Christian Jaccard – Paroles d’incandescence

Christian Noorbergen, le 26 octobre 2022

“Jeune, aux louveteaux, avec bivouacs et randonnées, je me souviens d’un ruisseau de montagne riche en fossiles qui me fascinaient. Pourquoi des cailloux venant d’un monde animal et fossilisé ? Là se trouve l’origine de mon regard sur l’empreinte. J’ai commencé une collection de fossiles, jetée plus tard. Chaque fossile avait ses caractéristiques, et la préhistoire m’intriguait, cheminant dans l’inconscient… Je lisais les livres de l’abbé Breuil sur la préhistoire et les premières communautés humaines. J’ignorais à l’époque l’incidence de tout cela sur mon avenir.
Dans mon projet artistique, il importe de connaître les raisons qui m’ont mené aux traces et aux empreintes.

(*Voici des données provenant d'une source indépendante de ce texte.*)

//! Folder graph: every folder the user owns plus the synthetic root,
//! keyed by Drive id and linked by parent pointers.

use std::collections::HashMap;

use tracing::{debug, error, info, warn};

use crate::error::DriveError;
use crate::store::{collect_all, FileQuery, RemoteStore};

/// Name (and therefore path) of the synthetic root folder.
pub const ROOT_MARKER: &str = ".";

/// Which parent to follow when Drive lists several.
#[derive(Debug, Clone, Copy, PartialEq, Eq)]
pub enum ParentPolicy {
    /// Follow the first listed parent and ignore the rest.
    FirstListed,
}

impl ParentPolicy {
    pub fn select<'a>(&self, parents: &'a [String]) -> Option<&'a str> {
        match self {
            ParentPolicy::FirstListed => parents.first().map(String::as_str),
        }
    }
}

/// Multi-parent folders keep only their first parent.
pub const PARENT_POLICY: ParentPolicy = ParentPolicy::FirstListed;

/// A folder before its path is known.
#[derive(Debug, Clone, PartialEq, Eq)]
pub struct FolderRecord {
    pub id: String,
    /// Empty for the root.
    pub parent_id: String,
    pub name: String,
}

impl FolderRecord {
    pub fn new(id: impl Into<String>, parent_id: impl Into<String>, name: impl Into<String>) -> Self {
        Self {
            id: id.into(),
            parent_id: parent_id.into(),
            name: name.into(),
        }
    }

    /// The synthetic root record for the given Drive root id.
    pub fn root(id: impl Into<String>) -> Self {
        Self::new(id, "", ROOT_MARKER)
    }

    pub fn is_root(&self) -> bool {
        self.parent_id.is_empty()
    }
}

/// Folders keyed by id.
#[derive(Debug, Default, Clone)]
pub struct FolderGraph {
    folders: HashMap<String, FolderRecord>,
    root_id: Option<String>,
}

impl FolderGraph {
    pub fn new() -> Self {
        Self::default()
    }

    /// Add a folder. A root record becomes the graph's root; the root is never replaced.
    pub fn insert(&mut self, record: FolderRecord) {
        if self.root_id.as_deref() == Some(record.id.as_str()) {
            debug!(id = %record.id, "ignoring folder that shadows the root");
            return;
        }
        if record.is_root() {
            self.root_id = Some(record.id.clone());
        }
        self.folders.insert(record.id.clone(), record);
    }

    pub fn get(&self, id: &str) -> Option<&FolderRecord> {
        self.folders.get(id)
    }

    pub fn root(&self) -> Option<&FolderRecord> {
        self.root_id.as_deref().and_then(|id| self.folders.get(id))
    }

    pub fn len(&self) -> usize {
        self.folders.len()
    }

    pub fn is_empty(&self) -> bool {
        self.folders.is_empty()
    }

    pub fn iter(&self) -> impl Iterator<Item = &FolderRecord> {
        self.folders.values()
    }
}

impl FromIterator<FolderRecord> for FolderGraph {
    fn from_iter<I: IntoIterator<Item = FolderRecord>>(iter: I) -> Self {
        let mut graph = FolderGraph::new();
        for record in iter {
            graph.insert(record);
        }
        graph
    }
}

/// Result of listing the folder structure.
#[derive(Debug, Default)]
pub struct FolderFetch {
    pub graph: FolderGraph,
    /// Listing failures; when non-empty the graph may be incomplete.
    pub errors: Vec<DriveError>,
}

impl FolderFetch {
    pub fn is_complete(&self) -> bool {
        self.errors.is_empty()
    }
}

/// Find the root folder's id.
///
/// Drive only exposes the root through its children, so this looks at the
/// parent of any file directly under `root`. An empty root yields `None`.
pub async fn discover_root<S: RemoteStore + ?Sized>(
    store: &S,
) -> Result<Option<String>, DriveError> {
    let page = store.list_page(&FileQuery::RootFiles, None).await?;
    Ok(page
        .files
        .first()
        .and_then(|file| PARENT_POLICY.select(&file.parents))
        .map(str::to_string))
}

/// List the root and every owned folder into a graph.
///
/// Errors are logged and collected; whatever was listed is kept.
pub async fn fetch_folder_graph<S: RemoteStore + ?Sized>(store: &S) -> FolderFetch {
    let mut fetch = FolderFetch::default();

    match discover_root(store).await {
        Ok(Some(root_id)) => {
            debug!(%root_id, "discovered root");
            fetch.graph.insert(FolderRecord::root(root_id));
        }
        Ok(None) => warn!("no files directly under the root; the tree will be empty"),
        Err(e) => {
            error!(error = %e, "root discovery failed");
            fetch.errors.push(e);
        }
    }

    let listing = collect_all(store, &FileQuery::OwnedFolders).await;
    for folder in listing.files {
        match PARENT_POLICY.select(&folder.parents) {
            Some(parent_id) => {
                if folder.parents.len() > 1 {
                    debug!(id = %folder.id, parents = folder.parents.len(), "ignoring extra parents");
                }
                let parent_id = parent_id.to_string();
                fetch
                    .graph
                    .insert(FolderRecord::new(folder.id, parent_id, folder.name));
            }
            None => warn!(id = %folder.id, name = %folder.name, "folder has no parent; skipping"),
        }
    }
    if let Some(e) = listing.error {
        fetch.errors.push(e);
    }

    info!(folders = fetch.graph.len(), complete = fetch.is_complete(), "folder graph built");
    fetch
}

#[cfg(test)]
mod tests {
    use super::*;

    #[test]
    fn test_first_listed_parent_policy() {
        let parents = vec!["p1".to_string(), "p2".to_string()];
        assert_eq!(PARENT_POLICY, ParentPolicy::FirstListed);
        assert_eq!(PARENT_POLICY.select(&parents), Some("p1"));
        assert_eq!(PARENT_POLICY.select(&[]), None);
    }

    #[test]
    fn test_root_record() {
        let root = FolderRecord::root("r");
        assert!(root.is_root());
        assert_eq!(root.name, ROOT_MARKER);
        assert!(!FolderRecord::new("a", "r", "A").is_root());
    }

    #[test]
    fn test_graph_tracks_root() {
        let graph: FolderGraph = vec![FolderRecord::root("r"), FolderRecord::new("a", "r", "A")]
            .into_iter()
            .collect();

        assert_eq!(graph.len(), 2);
        assert_eq!(graph.root().map(|r| r.id.as_str()), Some("r"));
        assert_eq!(graph.get("a").map(|a| a.name.as_str()), Some("A"));
    }

    #[test]
    fn test_root_is_not_replaced() {
        let mut graph = FolderGraph::new();
        graph.insert(FolderRecord::root("r"));
        graph.insert(FolderRecord::new("r", "x", "Imposter"));

        assert_eq!(graph.len(), 1);
        assert!(graph.get("r").unwrap().is_root());
    }
}
//! The remote store seam the mirror consumes.
//!
//! [`crate::client::DriveClient`] implements it over HTTP; tests use an
//! in-memory store.

use async_trait::async_trait;
use tracing::error;

use crate::error::{DriveError, Result};
use crate::models::{FileListResponse, FileMetadata, FOLDER_MIME_TYPE};

/// Per-chunk progress callback, called with the completed fraction in `0.0..=1.0`.
pub type Progress<'a> = &'a (dyn Fn(f32) + Send + Sync);

/// The listings the mirror needs from Drive.
#[derive(Debug, Clone, PartialEq, Eq)]
pub enum FileQuery {
    /// Every folder owned by the caller.
    OwnedFolders,
    /// Non-folder items directly under the implicit `root` container.
    RootFiles,
    /// Non-folder items directly under the given folder.
    ChildFiles(String),
}

impl FileQuery {
    /// The Drive `q` expression for this listing.
    pub fn to_query(&self) -> String {
        match self {
            FileQuery::OwnedFolders => {
                format!("(mimeType = '{}') and ('me' in owners)", FOLDER_MIME_TYPE)
            }
            FileQuery::RootFiles => {
                format!("(not mimeType = '{}') and ('root' in parents)", FOLDER_MIME_TYPE)
            }
            FileQuery::ChildFiles(folder_id) => format!(
                "(not mimeType = '{}') and ('{}' in parents)",
                FOLDER_MIME_TYPE,
                folder_id.replace('\'', "\\'")
            ),
        }
    }

    /// The `fields` selector for this listing.
    pub fn fields(&self) -> &'static str {
        match self {
            FileQuery::OwnedFolders | FileQuery::RootFiles => {
                "nextPageToken, files(id, name, parents)"
            }
            FileQuery::ChildFiles(_) => {
                "nextPageToken, files(id, name, parents, mimeType, md5Checksum, modifiedTime)"
            }
        }
    }
}

/// Authenticated access to the remote store.
#[async_trait]
pub trait RemoteStore: Send + Sync {
    /// Fetch one page of a listing.
    async fn list_page(
        &self,
        query: &FileQuery,
        page_token: Option<&str>,
    ) -> Result<FileListResponse>;

    /// Download a file's content in chunks.
    async fn download(&self, file_id: &str, progress: Progress<'_>) -> Result<Vec<u8>>;

    /// Export an editor document converted to `mime_type`.
    async fn export(
        &self,
        file_id: &str,
        mime_type: &str,
        progress: Progress<'_>,
    ) -> Result<Vec<u8>>;
}

/// Everything a paginated listing produced before it stopped.
#[derive(Debug, Default)]
pub struct Listing {
    pub files: Vec<FileMetadata>,
    /// Set when a page failed; `files` then holds the pages read before it.
    pub error: Option<DriveError>,
}

impl Listing {
    pub fn is_complete(&self) -> bool {
        self.error.is_none()
    }
}

/// Follow `nextPageToken` until the listing is exhausted.
///
/// A failing page is logged and ends the listing; earlier pages are kept.
pub async fn collect_all<S: RemoteStore + ?Sized>(store: &S, query: &FileQuery) -> Listing {
    let mut listing = Listing::default();
    let mut page_token: Option<String> = None;

    loop {
        match store.list_page(query, page_token.as_deref()).await {
            Ok(page) => {
                listing.files.extend(page.files);
                match page.next_page_token {
                    Some(token) => page_token = Some(token),
                    None => break,
                }
            }
            Err(e) => {
                error!(query = %query.to_query(), error = %e, "listing failed");
                listing.error = Some(e);
                break;
            }
        }
    }

    listing
}

#[cfg(test)]
mod tests {
    use super::*;

    #[test]
    fn test_owned_folders_query() {
        assert_eq!(
            FileQuery::OwnedFolders.to_query(),
            "(mimeType = 'application/vnd.google-apps.folder') and ('me' in owners)"
        );
    }

    #[test]
    fn test_child_files_query_escapes_quotes() {
        let query = FileQuery::ChildFiles("ab'c".to_string()).to_query();
        assert!(query.starts_with("(not mimeType = 'application/vnd.google-apps.folder')"));
        assert!(query.ends_with("('ab\\'c' in parents)"));
    }

    #[test]
    fn test_child_fields_include_sync_metadata() {
        let fields = FileQuery::ChildFiles("x".to_string()).fields();
        assert!(fields.contains("md5Checksum"));
        assert!(fields.contains("modifiedTime"));
        assert!(fields.contains("mimeType"));
        assert!(!FileQuery::OwnedFolders.fields().contains("md5Checksum"));
    }
}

Colonne 6 modules BRN – Brûlis et acrylique sur bois – 1989 – 60×60 cm

Il y a des rapports névrotiques au temps. J’ai accumulé des millions de nœuds comme si la recherche du temps était passée à travers un temps géologique. Le temps d’une empreinte se compte en millions d’années. Le temps de la création dure quelques secondes dans la fulgurance de l’instant. Le temps du vivant ne fait que passer… La fulgurance de l’éclair, dans la nuit des temps, tient du miracle, comme l’éternité de la trace… 

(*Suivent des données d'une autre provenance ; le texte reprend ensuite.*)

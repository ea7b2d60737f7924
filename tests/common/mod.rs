//! In-memory Drive used by the sync tests.

#![allow(dead_code)]

use std::collections::{HashMap, HashSet};
use std::sync::Mutex;

use async_trait::async_trait;
use chrono::{DateTime, Utc};
use drive_mirror::checksum::md5_bytes;
use drive_mirror::error::{DriveError, Result};
use drive_mirror::models::{FileListResponse, FileMetadata, FOLDER_MIME_TYPE};
use drive_mirror::store::{FileQuery, Progress, RemoteStore};

struct RemoteFile {
    metadata: FileMetadata,
    content: Vec<u8>,
}

#[derive(Default)]
struct State {
    root_id: Option<String>,
    folders: Vec<FileMetadata>,
    files: Vec<RemoteFile>,
    failing_downloads: HashSet<String>,
    failing_listings: HashSet<String>,
    /// Fail owned-folder listing pages from this page index on.
    folder_listing_fails_at: Option<usize>,
    downloads: Vec<String>,
    exports: Vec<(String, String)>,
}

/// A fake remote store with call recording.
pub struct FakeDrive {
    state: Mutex<State>,
    page_size: usize,
}

fn api_error(message: &str) -> DriveError {
    DriveError::ApiError {
        status: 500,
        message: message.to_string(),
    }
}

impl FakeDrive {
    pub fn new(root_id: &str) -> Self {
        Self {
            state: Mutex::new(State {
                root_id: Some(root_id.to_string()),
                ..State::default()
            }),
            page_size: 2,
        }
    }

    pub fn without_root() -> Self {
        Self {
            state: Mutex::new(State::default()),
            page_size: 2,
        }
    }

    pub fn with_page_size(mut self, page_size: usize) -> Self {
        self.page_size = page_size;
        self
    }

    pub fn folder(self, id: &str, parents: &[&str], name: &str) -> Self {
        self.state.lock().unwrap().folders.push(FileMetadata {
            id: id.to_string(),
            name: name.to_string(),
            mime_type: Some(FOLDER_MIME_TYPE.to_string()),
            md5_checksum: None,
            modified_time: None,
            parents: parents.iter().map(|p| p.to_string()).collect(),
        });
        self
    }

    /// A binary file whose checksum matches its content.
    pub fn file(self, folder_id: &str, id: &str, name: &str, content: &[u8]) -> Self {
        self.state.lock().unwrap().files.push(RemoteFile {
            metadata: FileMetadata {
                id: id.to_string(),
                name: name.to_string(),
                mime_type: Some("text/plain".to_string()),
                md5_checksum: Some(md5_bytes(content)),
                modified_time: Some(Utc::now()),
                parents: vec![folder_id.to_string()],
            },
            content: content.to_vec(),
        });
        self
    }

    /// An editor document; `exported` is what any export returns.
    pub fn document(
        self,
        folder_id: &str,
        id: &str,
        name: &str,
        mime_type: &str,
        modified: DateTime<Utc>,
        exported: &[u8],
    ) -> Self {
        self.state.lock().unwrap().files.push(RemoteFile {
            metadata: FileMetadata {
                id: id.to_string(),
                name: name.to_string(),
                mime_type: Some(mime_type.to_string()),
                md5_checksum: None,
                modified_time: Some(modified),
                parents: vec![folder_id.to_string()],
                },
            content: exported.to_vec(),
        });
        self
    }

    pub fn fail_download(self, id: &str) -> Self {
        self.state.lock().unwrap().failing_downloads.insert(id.to_string());
        self
    }

    pub fn fail_listing(self, folder_id: &str) -> Self {
        self.state
            .lock()
            .unwrap()
            .failing_listings
            .insert(folder_id.to_string());
        self
    }

    pub fn fail_folder_listing_at_page(self, page: usize) -> Self {
        self.state.lock().unwrap().folder_listing_fails_at = Some(page);
        self
    }

    pub fn downloads(&self) -> Vec<String> {
        self.state.lock().unwrap().downloads.clone()
    }

    pub fn exports(&self) -> Vec<(String, String)> {
        self.state.lock().unwrap().exports.clone()
    }

    pub fn clear_calls(&self) {
        let mut state = self.state.lock().unwrap();
        state.downloads.clear();
        state.exports.clear();
    }

    fn page(&self, items: Vec<FileMetadata>, page_token: Option<&str>) -> FileListResponse {
        let start: usize = page_token.map(|t| t.parse().unwrap()).unwrap_or(0);
        let end = (start + self.page_size).min(items.len());
        let next_page_token = if end < items.len() {
            Some(end.to_string())
        } else {
            None
        };
        FileListResponse {
            files: items[start..end].to_vec(),
            next_page_token,
        }
    }
}

#[async_trait]
impl RemoteStore for FakeDrive {
    async fn list_page(
        &self,
        query: &FileQuery,
        page_token: Option<&str>,
    ) -> Result<FileListResponse> {
        let state = self.state.lock().unwrap();
        let children_of = |parent: &str| -> Vec<FileMetadata> {
            state
                .files
                .iter()
                .filter(|f| f.metadata.parents.iter().any(|p| p == parent))
                .map(|f| f.metadata.clone())
                .collect()
        };

        match query {
            FileQuery::RootFiles => {
                let items = match &state.root_id {
                    Some(root_id) => children_of(root_id),
                    None => Vec::new(),
                };
                Ok(self.page(items, page_token))
            }
            FileQuery::OwnedFolders => {
                let start: usize = page_token.map(|t| t.parse().unwrap()).unwrap_or(0);
                if let Some(fail_at) = state.folder_listing_fails_at {
                    if start / self.page_size >= fail_at {
                        return Err(api_error("folder listing failed"));
                    }
                }
                Ok(self.page(state.folders.clone(), page_token))
            }
            FileQuery::ChildFiles(folder_id) => {
                if state.failing_listings.contains(folder_id) {
                    return Err(api_error("file listing failed"));
                }
                Ok(self.page(children_of(folder_id), page_token))
            }
        }
    }

    async fn download(&self, file_id: &str, progress: Progress<'_>) -> Result<Vec<u8>> {
        let mut state = self.state.lock().unwrap();
        state.downloads.push(file_id.to_string());
        if state.failing_downloads.contains(file_id) {
            return Err(api_error("download failed"));
        }
        let content = state
            .files
            .iter()
            .find(|f| f.metadata.id == file_id)
            .map(|f| f.content.clone())
            .ok_or_else(|| DriveError::ApiError {
                status: 404,
                message: format!("File not found: {}", file_id),
            })?;
        progress(0.5);
        progress(1.0);
        Ok(content)
    }

    async fn export(
        &self,
        file_id: &str,
        mime_type: &str,
        progress: Progress<'_>,
    ) -> Result<Vec<u8>> {
        let mut state = self.state.lock().unwrap();
        state
            .exports
            .push((file_id.to_string(), mime_type.to_string()));
        let content = state
            .files
            .iter()
            .find(|f| f.metadata.id == file_id)
            .map(|f| f.content.clone())
            .ok_or_else(|| DriveError::ApiError {
                status: 404,
                message: format!("File not found: {}", file_id),
            })?;
        progress(1.0);
        Ok(content)
    }
}
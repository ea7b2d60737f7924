//! Run configuration.

use std::path::PathBuf;

/// Output directory used when `-o` is not given.
pub const DEFAULT_OUTPUT_DIR: &str = "./output";

/// Environment variable naming the OAuth client or service account file.
pub const CREDENTIALS_ENV: &str = "DRIVE_MIRROR_CREDENTIALS";

/// Environment variable naming the saved user token file.
pub const TOKEN_ENV: &str = "DRIVE_MIRROR_TOKEN";

const DEFAULT_CREDENTIALS_FILE: &str = "credentials.json";
const DEFAULT_TOKEN_FILE: &str = "token.json";

/// Paths a mirror run works with.
#[derive(Debug, Clone, PartialEq, Eq)]
pub struct Config {
    pub output_dir: PathBuf,
    pub credentials_path: PathBuf,
    pub token_path: PathBuf,
}

impl Config {
    /// Build the configuration, reading credential locations from the environment.
    pub fn from_env(output_dir: PathBuf) -> Self {
        Self::from_lookup(output_dir, |key| std::env::var(key).ok())
    }

    /// Build the configuration with a custom variable lookup.
    pub fn from_lookup<F>(output_dir: PathBuf, lookup: F) -> Self
    where
        F: Fn(&str) -> Option<String>,
    {
        let path_or = |key: &str, default: &str| {
            lookup(key)
                .filter(|value| !value.trim().is_empty())
                .map(PathBuf::from)
                .unwrap_or_else(|| PathBuf::from(default))
        };

        Self {
            output_dir,
            credentials_path: path_or(CREDENTIALS_ENV, DEFAULT_CREDENTIALS_FILE),
            token_path: path_or(TOKEN_ENV, DEFAULT_TOKEN_FILE),
        }
    }
}
//! MD5 checksums of local files, comparable with Drive's `md5Checksum`.

use std::fs::File;
use std::io::{self, Read};
use std::path::Path;

use md5::{Digest, Md5};

const BLOCK_SIZE: usize = 64 * 1024;

/// Compute the lowercase hex MD5 of a file, reading it in blocks.
pub fn md5_file<P: AsRef<Path>>(path: P) -> io::Result<String> {
    let mut file = File::open(path)?;
    let mut hasher = Md5::new();
    let mut buffer = vec![0u8; BLOCK_SIZE];

    loop {
        let read = file.read(&mut buffer)?;
        if read == 0 {
            break;
        }
        hasher.update(&buffer[..read]);
    }

    Ok(hex::encode(hasher.finalize()))
}

/// Lowercase hex MD5 of an in-memory buffer.
pub fn md5_bytes(content: &[u8]) -> String {
    hex::encode(Md5::digest(content))
}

Burning Star 5985 – Diptyque – combustion ML sur toile et acrylique – 2020 – 130×93 cm

Je suis surtout sensible au temps comme espace. Une trace prend sens dans son espace. Dans l’immensité du ciel, la trace d’un éclair fascine. La trace du pas d’un animal dans la forêt est liée à la terre. L’artiste ne s’incarne pas dans la trace. Il la convoie et la conduit. Il manifeste le fait d’accompagner l’empreinte censée produire un temps fragile. L’artiste est un convoyeur qui manifeste les énergies dissipées à travers ses productions.

Je suis d’une enfance plus ou moins liée au religieux. Mais j’ai constaté que le religieux n’est qu’une métaphore, et je suis passé, au fond, à la réalité de l’art. La trace dit l’immédiateté d’un temps. 

Ombres de suie – Gel thermique sur bois – 2018 – 79×59 cm

Le feu que j’utilise est un feu domestique, un feu est à portée de la main. La mèche lente, premier maillon d’une chaîne, est un produit chimique maîtrisé, à ma portée, qui produit des traces. Le feu, à travers sa flamme, produit ses traces et ses propres érections.
La suie est métaphore de la poussière et de la mort sur une paroi blanche, en linceul d’étendue.” 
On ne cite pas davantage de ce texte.